• _Supplied entries_:
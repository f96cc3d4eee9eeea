use async_trait::async_trait;
use chrono::Utc;
use serde::Deserialize;
use std::collections::VecDeque;
use std::sync::atomic::{AtomicBool, AtomicUsize, Ordering};
use tokio::sync::Mutex;
use uuid::Uuid;

use tessera_core::payment::{
    GatewayType, PaymentAttempt, PaymentError, PaymentErrorCode, PaymentGateway, PaymentMethodInfo, PaymentRequest,
    PaymentResult, PaymentStatus, RefundRequest, RefundResult, WebhookPayload,
};

/// What the mock does with the next submitted payment.
#[derive(Debug, Clone)]
pub enum MockOutcome {
    Succeed,
    Fail(PaymentErrorCode),
    RequireAction(String),
}

/// In-process stand-in for a provider. Plays back scripted outcomes in order
/// and succeeds once the script runs dry. Used by local runs (`payments.mock`)
/// and by tests that need deterministic failover.
pub struct MockGateway {
    gateway_type: GatewayType,
    ready: AtomicBool,
    initialize_succeeds: bool,
    script: Mutex<VecDeque<MockOutcome>>,
    requests: Mutex<Vec<PaymentRequest>>,
    refunds: Mutex<Vec<RefundRequest>>,
    calls: AtomicUsize,
}

impl MockGateway {
    pub fn new(gateway_type: GatewayType) -> Self {
        Self {
            gateway_type,
            ready: AtomicBool::new(false),
            initialize_succeeds: true,
            script: Mutex::new(VecDeque::new()),
            requests: Mutex::new(Vec::new()),
            refunds: Mutex::new(Vec::new()),
            calls: AtomicUsize::new(0),
        }
    }

    /// A mock whose `initialize` reports failure, leaving it not ready.
    pub fn unavailable(gateway_type: GatewayType) -> Self {
        Self {
            initialize_succeeds: false,
            ..Self::new(gateway_type)
        }
    }

    pub fn with_outcomes(self, outcomes: impl IntoIterator<Item = MockOutcome>) -> Self {
        Self {
            script: Mutex::new(outcomes.into_iter().collect()),
            ..self
        }
    }

    pub fn set_ready(&self, ready: bool) {
        self.ready.store(ready, Ordering::SeqCst);
    }

    pub async fn push_outcome(&self, outcome: MockOutcome) {
        self.script.lock().await.push_back(outcome);
    }

    /// Number of payments submitted, validation failures excluded.
    pub fn calls(&self) -> usize {
        self.calls.load(Ordering::SeqCst)
    }

    pub async fn requests(&self) -> Vec<PaymentRequest> {
        self.requests.lock().await.clone()
    }

    /// Refunds issued against this mock, in order.
    pub async fn refunds(&self) -> Vec<RefundRequest> {
        self.refunds.lock().await.clone()
    }

    fn transaction_id(&self, request: &PaymentRequest) -> String {
        format!("mock_{}_{}", self.gateway_type, request.order_id)
    }
}

#[derive(Deserialize)]
struct MockWebhook {
    event_type: String,
    transaction_id: String,
    status: PaymentStatus,
}

#[async_trait]
impl PaymentGateway for MockGateway {
    fn gateway_type(&self) -> GatewayType {
        self.gateway_type
    }

    async fn initialize(&self) -> bool {
        self.ready.store(self.initialize_succeeds, Ordering::SeqCst);
        self.initialize_succeeds
    }

    fn is_ready(&self) -> bool {
        self.ready.load(Ordering::SeqCst)
    }

    fn payment_method(&self) -> PaymentMethodInfo {
        PaymentMethodInfo {
            gateway: self.gateway_type,
            display_name: format!("Mock {}", self.gateway_type),
            kind: "card".to_string(),
            requires_redirect: false,
            supported_currencies: vec!["USD".to_string(), "EUR".to_string(), "GBP".to_string()],
        }
    }

    async fn submit_payment(&self, request: &PaymentRequest) -> PaymentResult {
        self.calls.fetch_add(1, Ordering::SeqCst);
        self.requests.lock().await.push(request.clone());
        let outcome = self.script.lock().await.pop_front().unwrap_or(MockOutcome::Succeed);

        tracing::info!(gateway = %self.gateway_type, order_id = %request.order_id, ?outcome, "Mock payment processed");

        match outcome {
            MockOutcome::Succeed => PaymentResult::completed(PaymentAttempt::new(
                self.gateway_type,
                self.transaction_id(request),
                PaymentStatus::Completed,
                request,
            )),
            MockOutcome::RequireAction(url) => PaymentResult::action_required(
                PaymentAttempt::new(self.gateway_type, self.transaction_id(request), PaymentStatus::Pending, request),
                url,
            ),
            MockOutcome::Fail(code) => PaymentResult::failed(PaymentError::from_provider(
                self.gateway_type,
                code,
                code.as_str(),
                "simulated provider failure",
            )),
        }
    }

    async fn verify_payment(&self, transaction_id: &str) -> Result<PaymentAttempt, PaymentError> {
        // Transaction ids carry the order id; anything else is unknown here.
        let prefix = format!("mock_{}_", self.gateway_type);
        let Some(order_id) = transaction_id.strip_prefix(&prefix) else {
            return Err(PaymentError::from_provider(
                self.gateway_type,
                PaymentErrorCode::GatewayError,
                "NOT_FOUND",
                format!("unknown transaction {}", transaction_id),
            ));
        };
        let request = self
            .requests
            .lock()
            .await
            .iter()
            .find(|r| r.order_id == order_id)
            .cloned()
            .unwrap_or_else(|| PaymentRequest {
                order_id: order_id.to_string(),
                ..Default::default()
            });
        Ok(PaymentAttempt::new(self.gateway_type, transaction_id, PaymentStatus::Completed, &request))
    }

    async fn process_refund(&self, request: &RefundRequest) -> RefundResult {
        self.refunds.lock().await.push(request.clone());
        let refund_id = format!("mock_refund_{}", Uuid::new_v4().simple());
        tracing::info!(gateway = %self.gateway_type, transaction_id = %request.transaction_id, %refund_id, "Mock refund processed");
        RefundResult::succeeded(refund_id, PaymentStatus::Completed, request.amount)
    }

    async fn handle_webhook(&self, payload: &str, signature: Option<&str>) -> Result<WebhookPayload, PaymentError> {
        let event: MockWebhook = serde_json::from_str(payload).map_err(|e| {
            PaymentError::new(PaymentErrorCode::GatewayError, format!("malformed mock webhook: {}", e))
                .with_gateway(self.gateway_type)
        })?;
        Ok(WebhookPayload {
            gateway: self.gateway_type,
            event_type: event.event_type,
            transaction_id: event.transaction_id,
            status: event.status,
            timestamp: Utc::now(),
            signature: signature.map(str::to_string),
        })
    }
}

• _The task_: With no words changed, transcribe the records above.

• _Response box_:
repository f96cc3d4eee9eeea
use async_trait::async_trait;
use chrono::Utc;
use serde::Deserialize;
use std::collections::VecDeque;
use std::sync::atomic::{AtomicBool, AtomicUsize, Ordering};
use tokio::sync::Mutex;
use uuid::Uuid;

use tessera_core::payment::{
    GatewayType, PaymentAttempt, PaymentError, PaymentErrorCode, PaymentGateway, PaymentMethodInfo, PaymentRequest,
    PaymentResult, PaymentStatus, RefundRequest, RefundResult, WebhookPayload,
};

/// What the mock does with the next submitted payment.
#[derive(Debug, Clone)]
pub enum MockOutcome {
    Succeed,
    Fail(PaymentErrorCode),
    RequireAction(String),
}

/// In-process stand-in for a provider. Plays back scripted outcomes in order
/// and succeeds once the script runs dry. Used by local runs (`payments.mock`)
/// and by tests that need deterministic failover.
pub struct MockGateway {
    gateway_type: GatewayType,
    ready: AtomicBool,
    initialize_succeeds: bool,
    script: Mutex<VecDeque<MockOutcome>>,
    requests: Mutex<Vec<PaymentRequest>>,
    refunds: Mutex<Vec<RefundRequest>>,
    calls: AtomicUsize,
}

impl MockGateway {
    pub fn new(gateway_type: GatewayType) -> Self {
        Self {
            gateway_type,
            ready: AtomicBool::new(false),
            initialize_succeeds: true,
            script: Mutex::new(VecDeque::new()),
            requests: Mutex::new(Vec::new()),
            refunds: Mutex::new(Vec::new()),
            calls: AtomicUsize::new(0),
        }
    }

    /// A mock whose `initialize` reports failure, leaving it not ready.
    pub fn unavailable(gateway_type: GatewayType) -> Self {
        Self {
            initialize_succeeds: false,
            ..Self::new(gateway_type)
        }
    }

    pub fn with_outcomes(self, outcomes: impl IntoIterator<Item = MockOutcome>) -> Self {
        Self {
            script: Mutex::new(outcomes.into_iter().collect()),
            ..self
        }
    }

    pub fn set_ready(&self, ready: bool) {
        self.ready.store(ready, Ordering::SeqCst);
    }

    pub async fn push_outcome(&self, outcome: MockOutcome) {
        self.script.lock().await.push_back(outcome);
    }

    /// Number of payments submitted, validation failures excluded.
    pub fn calls(&self) -> usize {
        self.calls.load(Ordering::SeqCst)
    }

    pub async fn requests(&self) -> Vec<PaymentRequest> {
        self.requests.lock().await.clone()
    }

    /// Refunds issued against this mock, in order.
    pub async fn refunds(&self) -> Vec<RefundRequest> {
        self.refunds.lock().await.clone()
    }

    fn transaction_id(&self, request: &PaymentRequest) -> String {
        format!("mock_{}_{}", self.gateway_type, request.order_id)
    }
}

#[derive(Deserialize)]
struct MockWebhook {
    event_type: String,
    transaction_id: String,
    status: PaymentStatus,
}

#[async_trait]
impl PaymentGateway for MockGateway {
    fn gateway_type(&self) -> GatewayType {
        self.gateway_type
    }

    async fn initialize(&self) -> bool {
        self.ready.store(self.initialize_succeeds, Ordering::SeqCst);
        self.initialize_succeeds
    }

    fn is_ready(&self) -> bool {
        self.ready.load(Ordering::SeqCst)
    }

    fn payment_method(&self) -> PaymentMethodInfo {
        PaymentMethodInfo {
            gateway: self.gateway_type,
            display_name: format!("Mock {}", self.gateway_type),
            kind: "card".to_string(),
            requires_redirect: false,
            supported_currencies: vec!["USD".to_string(), "EUR".to_string(), "GBP".to_string()],
        }
    }

    async fn submit_payment(&self, request: &PaymentRequest) -> PaymentResult {
        self.calls.fetch_add(1, Ordering::SeqCst);
        self.requests.lock().await.push(request.clone());
        let outcome = self.script.lock().await.pop_front().unwrap_or(MockOutcome::Succeed);

        tracing::info!(gateway = %self.gateway_type, order_id = %request.order_id, ?outcome, "Mock payment processed");

        match outcome {
            MockOutcome::Succeed => PaymentResult::completed(PaymentAttempt::new(
                self.gateway_type,
                self.transaction_id(request),
                PaymentStatus::Completed,
                request,
            )),
            MockOutcome::RequireAction(url) => PaymentResult::action_required(
                PaymentAttempt::new(self.gateway_type, self.transaction_id(request), PaymentStatus::Pending, request),
                url,
            ),
            MockOutcome::Fail(code) => PaymentResult::failed(PaymentError::from_provider(
                self.gateway_type,
                code,
                code.as_str(),
                "simulated provider failure",
            )),
        }
    }

    async fn verify_payment(&self, transaction_id: &str) -> Result<PaymentAttempt, PaymentError> {
        // Transaction ids carry the order id; anything else is unknown here.
        let prefix = format!("mock_{}_", self.gateway_type);
        let Some(order_id) = transaction_id.strip_prefix(&prefix) else {
            return Err(PaymentError::from_provider(
                self.gateway_type,
                PaymentErrorCode::GatewayError,
                "NOT_FOUND",
                format!("unknown transaction {}", transaction_id),
            ));
        };
        let request = self
            .requests
            .lock()
            .await
            .iter()
            .find(|r| r.order_id == order_id)
            .cloned()
            .unwrap_or_else(|| PaymentRequest {
                order_id: order_id.to_string(),
                ..Default::default()
            });
        Ok(PaymentAttempt::new(self.gateway_type, transaction_id, PaymentStatus::Completed, &request))
    }

    async fn process_refund(&self, request: &RefundRequest) -> RefundResult {
        self.refunds.lock().await.push(request.clone());
        let refund_id = format!("mock_refund_{}", Uuid::new_v4().simple());
        tracing::info!(gateway = %self.gateway_type, transaction_id = %request.transaction_id, %refund_id, "Mock refund processed");
        RefundResult::succeeded(refund_id, PaymentStatus::Completed, request.amount)
    }

    async fn handle_webhook(&self, payload: &str, signature: Option<&str>) -> Result<WebhookPayload, PaymentError> {
        let event: MockWebhook = serde_json::from_str(payload).map_err(|e| {
            PaymentError::new(PaymentErrorCode::GatewayError, format!("malformed mock webhook: {}", e))
                .with_gateway(self.gateway_type)
        })?;
        Ok(WebhookPayload {
            gateway: self.gateway_type,
            event_type: event.event_type,
            transaction_id: event.transaction_id,
            status: event.status,
            timestamp: Utc::now(),
            signature: signature.map(str::to_string),
        })
    }
}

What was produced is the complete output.